Une première remarque, évidente, vient à l’endroit du travail de Fabian Boschung lorsque l’on pose les yeux dessus : celui-ci s’inscrit dans un registre anatopique – et cela constitue d’ailleurs le principal ressort de l’humeur (on pourrait parler d’humour, mais laissons à chacun·e la possibilité de se positionner par rapport à cette idée) particulière qui s’en dégage.

Bon, je dois l’admettre, il y a des évidences qui s’énoncent avec moins d’évidence que les autres. Et s’en référer, à brûle pourpoint oserais-je dire, au caractère anatopiste de ce travail n’est sans doute pas le meilleur moyen pour emporter immédiatement l’adhésion critique des lecteur·ice·s. En utilisant l’italique, vous en conviendrez cependant, j’indique distinctement que le concept nécessite une attention particulière.

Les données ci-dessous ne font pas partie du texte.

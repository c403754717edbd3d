//! # objcbind
//!
//! Exposes managed indexer properties to Objective-C through object
//! subscripting.
//!
//! A managed indexer (`this[int i]`, `this[string key]`) becomes the
//! subscripting methods Objective-C lowers `obj[idx]` and `obj[key]` to.
//! Integer indexes use the indexed protocol, everything else the keyed one,
//! and element values cross the boundary boxed as `NSNumber` or passed
//! through as `id`.
//!
//! ## Quick Start
//!
//! ```
//! use objcbind::prelude::*;
//!
//! let indexer = PropertyDescriptor::read_write(TypeRef::int32(), TypeRef::double());
//! let out = generate_subscripts(&[indexer]).unwrap();
//!
//! assert_eq!(
//!     out.declarations.lines()[0],
//!     "- (id)objectAtIndexedSubscript:(int)idx;"
//! );
//! ```
//!
//! ## Crate Organization
//!
//! - [`model`] - Managed type references and property descriptors
//! - [`codegen`] - Classification, marshalling, and emission

pub mod prelude;

/// Managed type references and property descriptors.
pub mod model {
    pub use objcbind_model::*;
}

/// Objective-C subscript generation.
pub mod codegen {
    pub use objcbind_codegen::*;
}

pub use objcbind_codegen::{
    CodegenConfig, CodegenError, OutputStreams, SubscriptGenerator, generate_subscripts,
};
pub use objcbind_model::{PropertyDescriptor, TypeRef};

Anatopique. Le mot n’est pas dans le dictionnaire et sur Google, les rares occurrences sont plutôt curieuses. C’est, en effet, un néologisme : une invention que je dois personnellement à l’admirable cerveau de Vinciane Despret[1] (rien ne dit cependant qu’elle en est la créatrice, ou qu’elle fut la première à l’utiliser). Sous ce concept d’anatopisme, se dissimule une étymologie grecque en deux parties : ana signifiant littéralement « en arrière » et topos, « le lieu ». Autrement dit, un anatopisme désigne ce qui n’est pas exactement à la place qu’on lui a initialement prévu. Exemple à la lumière de l’œuvre de Fabian Boschung : une enseigne de police dans la vitrine d’un espace d’exposition : anatopisme ; un cachet de viagra dans la gueule ouverte d’un vélociraptor : anatopisme (qui plus est, ici, doublée d’un anachronisme tout aussi évident).

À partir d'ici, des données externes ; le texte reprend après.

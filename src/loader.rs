//! Parsing of network and alteration-profile inputs.
//!
//! Both inputs are plain whitespace-separated token streams: node-name
//! pairs for the network, `sample gene alterationType` triples for the
//! alteration profiles. A trailing unmatched token is ignored.

use std::{fs, path::Path};

use log::info;

use crate::{
    catalog::{AlterationCatalog, AlterationRow},
    error::MotifError,
    network::Network,
};

/// Build a [`Network`] from whitespace-separated node-name pairs.
pub fn parse_network_str(text: &str) -> Network {
    let tokens: Vec<&str> = text.split_whitespace().collect();
    Network::from_edges(tokens.chunks_exact(2).map(|pair| (pair[0], pair[1])))
}

/// Split whitespace-separated `sample gene alterationType` triples.
pub fn parse_alterations_str(text: &str) -> Vec<AlterationRow> {
    let tokens: Vec<&str> = text.split_whitespace().collect();
    tokens
        .chunks_exact(3)
        .map(|triple| AlterationRow {
            sample: triple[0].to_string(),
            gene: triple[1].to_string(),
            alteration: triple[2].to_string(),
        })
        .collect()
}

/// Read and parse the `-n` network file.
pub fn load_network(path: &Path) -> Result<Network, MotifError> {
    let text = fs::read_to_string(path).map_err(|source| MotifError::Io {
        path: path.to_path_buf(),
        source,
    })?;
    let network = parse_network_str(&text);
    if network.edge_count() == 0 {
        return Err(MotifError::EmptyNetwork);
    }
    info!(
        "input network contains {} nodes and {} undirected edges",
        network.node_count(),
        network.edge_count()
    );
    Ok(network)
}

/// Read and parse the `-l` alteration-profile file against an existing
/// network; rows naming genes outside the network are skipped.
pub fn load_alterations(path: &Path, network: &Network) -> Result<AlterationCatalog, MotifError> {
    let text = fs::read_to_string(path).map_err(|source| MotifError::Io {
        path: path.to_path_buf(),
        source,
    })?;
    let catalog = AlterationCatalog::build(&parse_alterations_str(&text), network)?;
    info!(
        "{} samples, {} genes, {} distinct alteration types",
        catalog.sample_count(),
        catalog.genes.len(),
        catalog.alteration_count()
    );
    Ok(catalog)
}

L’avantage de l’anatopisme, comme de l’anachronisme à vrai dire (en tout cas, lorsque l’effet est employé de manière volontaire, sinon c’est plus ennuyeux), c’est sa puissance de dérèglement. Pas étonnant, dès lors, que la science-fiction en ait fait un axe narratif à ce point commun : quelque chose, ou quelqu’un·e, apparaît hors de sa place, ou de son temps, et c’est tout un imaginaire qui se libère.

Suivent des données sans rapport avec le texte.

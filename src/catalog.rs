//! Name catalogs and per-gene alteration color masks.
//!
//! Samples, genes and alteration types each get a dense 0-based id in order
//! of first appearance in the alteration stream. Per (gene, sample) the
//! catalog keeps a bitmask with one bit per alteration type observed for
//! that pair; with at most [`MAX_ALTERATION_TYPES`] types these fit a `u32`.

use std::collections::HashMap;

use petgraph::graph::NodeIndex;

use crate::{
    bitmask::PatientBitmask,
    error::MotifError,
    network::{Index, Network},
};

/// Upper bound on distinct alteration types (one bit each in a color mask).
pub const MAX_ALTERATION_TYPES: usize = 32;

/// OR of alteration-type bits observed for one (gene, sample) pair.
pub type ColorMask = u32;

/// 1-based alteration-type id as attached to subnetwork nodes; 0 is the
/// "no qualifying color" sentinel.
pub type ColorId = u32;

/// One `sample gene alterationType` record from the alteration input.
#[derive(Debug, Clone, PartialEq, Eq)]
pub struct AlterationRow {
    pub sample: String,
    pub gene: String,
    pub alteration: String,
}

/// Bidirectional name↔dense-id mapping, ids in first-appearance order.
#[derive(Debug, Clone, Default)]
pub struct NameCatalog {
    names: Vec<String>,
    indices: HashMap<String, usize>,
}

impl NameCatalog {
    /// Id of `name`, assigning the next dense id on first sight.
    pub fn intern(&mut self, name: &str) -> usize {
        if let Some(ix) = self.indices.get(name) {
            *ix
        } else {
            let ix = self.names.len();
            self.names.push(name.to_string());
            self.indices.insert(name.to_string(), ix);
            ix
        }
    }

    pub fn get(&self, name: &str) -> Option<usize> {
        self.indices.get(name).copied()
    }

    pub fn name(&self, ix: usize) -> &str {
        &self.names[ix]
    }

    pub fn len(&self) -> usize {
        self.names.len()
    }

    pub fn is_empty(&self) -> bool {
        self.names.is_empty()
    }
}

/// Immutable alteration context the enumerator reads from.
#[derive(Debug, Clone, Default)]
pub struct AlterationCatalog {
    pub samples: NameCatalog,
    pub genes: NameCatalog,
    pub alterations: NameCatalog,
    // Color mask per sample, one map per network node id.
    gene_alterations: Vec<HashMap<usize, ColorMask>>,
}

impl AlterationCatalog {
    /// Build the catalogs and the per-(gene, sample) color table.
    ///
    /// Rows whose gene is absent from the network are skipped silently;
    /// they are data to ignore, not errors.
    pub fn build(rows: &[AlterationRow], network: &Network) -> Result<Self, MotifError> {
        let mut catalog = AlterationCatalog {
            gene_alterations: vec![HashMap::new(); network.node_count()],
            ..Default::default()
        };
        for row in rows {
            let Some(node) = network.node_index(&row.gene) else {
                continue;
            };
            let sample = catalog.samples.intern(&row.sample);
            catalog.genes.intern(&row.gene);
            let alteration = catalog.alterations.intern(&row.alteration);
            if alteration >= MAX_ALTERATION_TYPES {
                return Err(MotifError::TooManyAlterations(row.alteration.clone()));
            }
            *catalog.gene_alterations[node.index()]
                .entry(sample)
                .or_insert(0) |= 1 << alteration;
        }
        Ok(catalog)
    }

    pub fn sample_count(&self) -> usize {
        self.samples.len()
    }

    pub fn alteration_count(&self) -> usize {
        self.alterations.len()
    }

    /// Color mask of `node` in `sample`; 0 if the pair was never altered.
    pub fn color_mask(&self, node: NodeIndex<Index>, sample: usize) -> ColorMask {
        self.gene_alterations[node.index()]
            .get(&sample)
            .copied()
            .unwrap_or(0)
    }

    /// `true` iff `node` carries color `color` in `sample`.
    pub fn has_color(&self, node: NodeIndex<Index>, sample: usize, color: ColorId) -> bool {
        debug_assert!(color >= 1);
        self.color_mask(node, sample) & (1 << (color - 1)) != 0
    }

    /// `support[node][alt]` = number of samples whose mask for `node` has
    /// bit `alt` (0-based) set. A sample with several colors on one gene
    /// counts once per color.
    pub fn support_counts(&self) -> Vec<Vec<u32>> {
        let alterations = self.alteration_count();
        self.gene_alterations
            .iter()
            .map(|per_sample| {
                let mut counts = vec![0u32; alterations];
                for mask in per_sample.values() {
                    for (alt, count) in counts.iter_mut().enumerate() {
                        if mask & (1 << alt) != 0 {
                            *count += 1;
                        }
                    }
                }
                counts
            })
            .collect()
    }

    /// Fresh mask of all samples where `node` carries `color`.
    pub fn sample_mask(&self, node: NodeIndex<Index>, color: ColorId) -> PatientBitmask {
        let mut mask = PatientBitmask::new(self.sample_count());
        for (&sample, &colors) in &self.gene_alterations[node.index()] {
            if colors & (1 << (color - 1)) != 0 {
                mask.set_bit(sample, true);
            }
        }
        mask
    }

    /// Mask with every sample of the cohort set.
    pub fn full_cohort_mask(&self) -> PatientBitmask {
        let mut mask = PatientBitmask::new(self.sample_count());
        for sample in 0..self.sample_count() {
            mask.set_bit(sample, true);
        }
        mask
    }
}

Ça fait quoi, dès lors, d’assister à la rencontre (pas tout à fait fortuite[2]) d’une petite pilule bleue sur la langue d’un dinosaure présenté comme un trophée de chasse ? Déjà, ça peut faire sourire – ça serait un bon début. Et puis, ça peut permettre une certaine projection : « ça ferait quoi, en fait, si le dino, vraiment, il l’avait gobé le cachet ? » Là, on est sur un fil – tâchons de ne pas basculer. Revenons à des problématiques plus convenables – ceci est un texte d’exposition. Dernière piste donc : ça décale ; ça détourne. Le déplacement donne à voir les choses différemment : Covid oblige, comment ne pas marquer un temps d’arrêt sur cette marque, Pfizer, qui avant de vouloir massivement se faire une place dans nos cellules, servait les masculinités en berne[3] ?

Et une enseigne de police hors de sa base alors, ça fait quoi ? Est-ce que ça trompe vraiment les gens ? Est-ce que ça perturbe les agents inquiets de la confusion à laquelle le peuple pourrait, interdit, être confronté ? Si quelque chose est en berne ici, c’est plutôt une certaine idée de l’autorité – car autant que je sache, parmi toutes les missions sociales qu’assurent les lieux d’art, il reste encore rare qu’on se tourne vers ceux-ci pour faire retrouver son smartphone.

Il nous avait bien prévenu, Fabian Boschung, et cela dès le titre même : veillez à ne pas prendre une chose pour une autre – on n’est jamais à l’abri de devenir anatopique soi-même.

Franck Balland

 


[1] Vinciane Despret est belge. Je me suis demandé en écrivant ce texte si Fabian Boschung avait le sens de l’humour belge ou si, plus largement, le sens de l’humour suisse avait quelque chose à voir, pour moi français, avec le sens de l’humour belge. (Nous manquons parfois de nuance.)

[2] Vous l’avez ? ;)

[3] Notons au passage que la crise sanitaire aura servi un autre accroissement : celui des capitaux de l’entreprise pharmaceutiques.